Netflix recently launched its own animation studio focused on developing and producing shows like “Bob’s Burgers” and “BoJack Horseman” (the latter is a Netflix original series), according to The Hollywood Reporter. Similar to what it has been doing with its live-action shows, Netflix wants to bring more production in-house rather than relying on other studios to produce its original series. CBS, which has a subscription streaming service of its own to program, has also formed an animation division within its CBS Television Studio unit, which will look to sell shows to both CBS All-Access and other linear and streaming video buyers.
With these new studio additions, TV’s content boom remains in full swing as both streaming video giants and their legacy competitors look to lure subscription revenue by enticing people with more and more shows. Last year, the U.S. TV industry aired 487 scripted series across streaming platforms and linear TV networks. That was a record that will be broken again in 2018, with Landgraf projecting that 520 shows will have aired by the end of the year.
The growing original content arm’s race puts niche video programmers in a tougher spot. Digital and linear programmers ranging from Rooster Teeth to AMC Networks’ Shudder and El Rey Network now have competition from bigger names that can write bigger checks for original series, projects with high-profile talent and even licensed fare.
To some extent, niche programmers are still protected by the fact that Netflix and others are only buying or licensing a handful of true niche shows.
“[Netflix’s animation studio] announcement is about controlling costs, creative and [intellectual property] versus them entering into niche programming,” said Daniel Tibbets, president and gm of El Rey Network. “Netflix, CBS and others are overall still focused on general market entertainment. Unless they go after a specific segment, I believe [niche programming] companies will continue to provide a unique and valuable product to the market that has a passionate fan base.”
And these longstanding relationships with passionate fan bases can translate to loyalty.
For instance, Crunchyroll, which recently crossed 2 million paying subscribers, says it’s not concerned by competition because it has established itself as a media brand that supports the anime industry. This is also reflected in the company’s business model. Crunchyroll pays a licensing fee to carry anime programming, but also pays the producers royalties — from both advertising and subscriptions — based on the viewership of their shows. To date, Crunchyroll has paid out more than $100 million to rights-holders, the company said.
“By sharing proceeds back to the licensors, fans see our subscription cost as something that’s healthy and contributes back to the [anime] industry, which can then create more great content,” said Brady McCollum, head of business operations for Crunchyroll.
Beyond royalties, Crunchyroll is also actively creating an anime ecosystem in the U.S. that includes the video streaming service, but also live events and merchandise. Netflix, Amazon and other big spenders might seek to fund or license anime programming, but they’re not going to go as deep into the fandom as Crunchyroll aims to.

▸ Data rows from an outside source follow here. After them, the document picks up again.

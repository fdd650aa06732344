// Innovation Insights - CLI
// Loads a saved API response and prints views or writes exports

use anyhow::{Context, Result};
use clap::{Parser, Subcommand};
use std::path::{Path, PathBuf};
use tracing_subscriber::EnvFilter;

use innovation_insights::adapters::{load_records, CompanyDirectory, Endpoint};
use innovation_insights::export::{self, build_comparison_document, build_document, ExportFormat};
use innovation_insights::grouping::{
    company_summaries, group_by_company, group_by_timeline, period_summaries,
};
use innovation_insights::heatmap::HeatmapMatrix;
use innovation_insights::stats::{category_distribution, pie_slices, InnovationStats};
use innovation_insights::{AppConfig, DashboardFilters, Quarter, QuarterlyRecord};

/// Quarterly fintech innovation insights
#[derive(Parser, Debug)]
#[command(version, about, long_about = None)]
struct Cli {
    /// Saved API response (defaults to server.data_path from the config)
    #[arg(short, long, global = true)]
    data: Option<PathBuf>,

    /// Companies list used to resolve company ids
    #[arg(short, long, global = true)]
    companies: Option<PathBuf>,

    /// Response shape: grouped-quarterly-data, quarter-data, snapshot-analysis
    #[arg(short, long, global = true, value_parser = parse_endpoint)]
    endpoint: Option<Endpoint>,

    #[command(subcommand)]
    command: Commands,
}

#[derive(Subcommand, Debug)]
enum Commands {
    /// Record, company and innovation totals
    Summary,
    /// Per-company quarters and innovations
    Companies,
    /// Periods newest first with the companies reporting in each
    Timeline,
    /// Innovation counts per company × year × quarter
    Heatmap {
        /// Show every company instead of the configured limit
        #[arg(long)]
        admin: bool,
    },
    /// Share of innovations per category
    Distribution,
    /// Write a CSV or PDF export of the (filtered) records
    Export {
        #[arg(value_parser = parse_format)]
        format: ExportFormat,
        #[arg(long)]
        company: Option<String>,
        #[arg(long)]
        year: Option<i32>,
        #[arg(long, value_parser = parse_quarter)]
        quarter: Option<Quarter>,
        #[arg(long)]
        search: Option<String>,
        /// File name without extension
        #[arg(long)]
        filename: Option<String>,
        /// Output directory
        #[arg(short, long, default_value = ".")]
        output: PathBuf,
    },
    /// Company-vs-project comparison PDF for one period
    Compare {
        company: String,
        year: i32,
        #[arg(value_parser = parse_quarter)]
        quarter: Quarter,
        /// Saved snapshot-analysis response for the company's project
        #[arg(long)]
        project_data: Option<PathBuf>,
        #[arg(short, long, default_value = ".")]
        output: PathBuf,
    },
}

fn parse_endpoint(value: &str) -> Result<Endpoint, String> {
    Endpoint::from_name(value).ok_or_else(|| format!("unknown endpoint: {}", value))
}

fn parse_format(value: &str) -> Result<ExportFormat, String> {
    ExportFormat::from_name(value).ok_or_else(|| format!("expected csv or pdf, got: {}", value))
}

fn parse_quarter(value: &str) -> Result<Quarter, String> {
    Quarter::parse(value).ok_or_else(|| format!("expected q1..q4, got: {}", value))
}

fn main() -> Result<()> {
    tracing_subscriber::fmt()
        .with_env_filter(
            EnvFilter::try_from_default_env().unwrap_or_else(|_| EnvFilter::new("warn")),
        )
        .with_writer(std::io::stderr)
        .init();

    let cli = Cli::parse();
    let config = AppConfig::load()?;

    let directory = match cli.companies.as_ref().or(config.server.companies_path.as_ref()) {
        Some(path) => CompanyDirectory::load(path)?,
        None => CompanyDirectory::new(),
    };
    let data_path = cli.data.clone().unwrap_or_else(|| config.server.data_path.clone());
    let records = load_records(&data_path, cli.endpoint, &directory)?;

    match cli.command {
        Commands::Summary => print_summary(&records),
        Commands::Companies => print_companies(&records),
        Commands::Timeline => print_timeline(&records),
        Commands::Heatmap { admin } => {
            print_heatmap(&records, admin, config.heatmap.visible_companies)
        }
        Commands::Distribution => print_distribution(&records),
        Commands::Export {
            format,
            company,
            year,
            quarter,
            search,
            filename,
            output,
        } => {
            let filters = DashboardFilters {
                company,
                year,
                quarter,
                search,
                ..Default::default()
            };
            let selected = filters.apply(&records);
            let name = filename.unwrap_or_else(|| {
                if filters.is_active() {
                    export::filtered_records_filename()
                } else {
                    export::all_records_filename()
                }
            });

            let document = build_document(&selected, format, &name, &config.pdf)?;
            let path = write_document(&output, &document.filename, &document.bytes)?;
            println!("✓ Exported {} records → {}", selected.len(), path.display());
        }
        Commands::Compare {
            company,
            year,
            quarter,
            project_data,
            output,
        } => {
            let period = DashboardFilters::period(year, quarter);
            let company_side = period.clone().with_company(company.clone()).apply(&records);

            let project_records = match project_data {
                Some(path) => load_records(&path, Some(Endpoint::SnapshotAnalysis), &directory)?,
                None => Vec::new(),
            };
            let project_side = period.apply(&project_records);

            let document = build_comparison_document(
                &company,
                year,
                quarter,
                &company_side,
                &project_side,
                &config.pdf,
            )?;
            let path = write_document(&output, &document.filename, &document.bytes)?;
            println!(
                "✓ Comparison written ({} company / {} project records) → {}",
                company_side.len(),
                project_side.len(),
                path.display()
            );
        }
    }

    Ok(())
}

fn write_document(dir: &Path, filename: &str, bytes: &[u8]) -> Result<PathBuf> {
    std::fs::create_dir_all(dir)
        .with_context(|| format!("Failed to create output directory: {}", dir.display()))?;
    let path = dir.join(filename);
    std::fs::write(&path, bytes)
        .with_context(|| format!("Failed to write export: {}", path.display()))?;
    Ok(path)
}

fn print_summary(records: &[QuarterlyRecord]) {
    let stats = InnovationStats::from_records(records);

    println!("📊 Quarterly Innovation Summary");
    println!("━━━━━━━━━━━━━━━━━━━━━━━━━━━━━━━━━━━━━━━━━━━━━");
    println!("  Records:      {}", stats.record_count);
    println!("  Companies:    {}", stats.company_count);
    println!("  Years:        {}", stats.year_count);
    println!("  Quarters:     {}", stats.quarter_count);
    println!("  Innovations:  {}", stats.total_innovations);
    println!("  Avg/record:   {}", stats.average_per_record);
    println!("  Categories:   {} active", stats.active_categories);
}

fn print_companies(records: &[QuarterlyRecord]) {
    let view = group_by_company(records);

    println!("🏢 Companies ({})", view.len());
    println!("━━━━━━━━━━━━━━━━━━━━━━━━━━━━━━━━━━━━━━━━━━━━━");
    for summary in company_summaries(&view) {
        println!(
            "  {:<30} {:>3} quarters  {:>4} innovations",
            summary.company, summary.quarters, summary.innovations
        );
    }
}

fn print_timeline(records: &[QuarterlyRecord]) {
    let view = group_by_timeline(records);

    println!("🗓️  Timeline ({} periods)", view.len());
    println!("━━━━━━━━━━━━━━━━━━━━━━━━━━━━━━━━━━━━━━━━━━━━━");
    for summary in period_summaries(&view) {
        println!(
            "  {:<8} {:>3} companies  {:>4} innovations",
            summary.label, summary.companies, summary.innovations
        );
    }
}

fn print_heatmap(records: &[QuarterlyRecord], admin: bool, limit: usize) {
    let matrix = HeatmapMatrix::build(records);
    let view = matrix.view(admin, limit);

    println!(
        "🔥 Innovation Heatmap ({} of {} companies, max {})",
        view.companies_shown, view.total_companies, view.max_count
    );
    println!("━━━━━━━━━━━━━━━━━━━━━━━━━━━━━━━━━━━━━━━━━━━━━");

    let mut header = format!("  {:<23}", "");
    for year in &view.years {
        header.push_str(&format!("│ {:<19}", year));
    }
    println!("{}", header);

    for row in &view.rows {
        let mut line = format!("  {:<23}", row.label);
        for chunk in row.cells.chunks(Quarter::ALL.len()) {
            line.push('│');
            for cell in chunk {
                line.push_str(&format!(" {:>3} ", cell.count));
            }
        }
        println!("{}", line);
    }
}

fn print_distribution(records: &[QuarterlyRecord]) {
    let distribution = category_distribution(records);

    println!("🥧 Category Distribution");
    println!("━━━━━━━━━━━━━━━━━━━━━━━━━━━━━━━━━━━━━━━━━━━━━");
    for share in pie_slices(&distribution) {
        println!("  {:<28} {:>5}  {:>3}%", share.label, share.count, share.percentage);
    }
}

“We exploit all the rights: we create merchandise and release those titles on home video, which is something that most big streaming providers don’t do,” McCollum said. “We’re looking to not just have anime as a category, but a deeper offering where we have multiple genres of content within anime. We are being everything to the core fans of anime as well as casual new fans.”
“[Crunchyroll] has been in the business since 2006, they have a 12-year track record of building an exciting content library and understanding their consumer,” added Chris Erwin, co-founder of entertainment advisory firm Doing Work As. “Other streaming platforms have been in the business a lot less.”
Of course, Crunchyroll is helped by the fact that it’s now owned by AT&T and WarnerMedia, big-pocketed spenders in their own right. While WarnerMedia has elected to shut down a few of its other niche streaming services, including DramaFever and FilmStruck, Crunchyroll has captured enough subscribers and continued growth that it remains a prized asset for its parent companies.
New niche streaming services and streaming services that do not have the backing of a big company might find it more difficult in today’s content-heavy environment.
“If you’re starting a niche [subscription video service] today, you’re basically starting a new cable network,” said Evan Bregman, gm of programming and SVOD for Rooster Teeth. “The only difference now is that instead of signing a carriage contract that gives you a couple of cents per sub, you have to work hard for every subscriber you get. And yet, you still have to be funded like a cable network, with a robust slate of programming that gets people to pay you every single month. Of course, it’s not easy, but it was never easy. We earn every single subscriber’s payment every single day of the week because we have to.”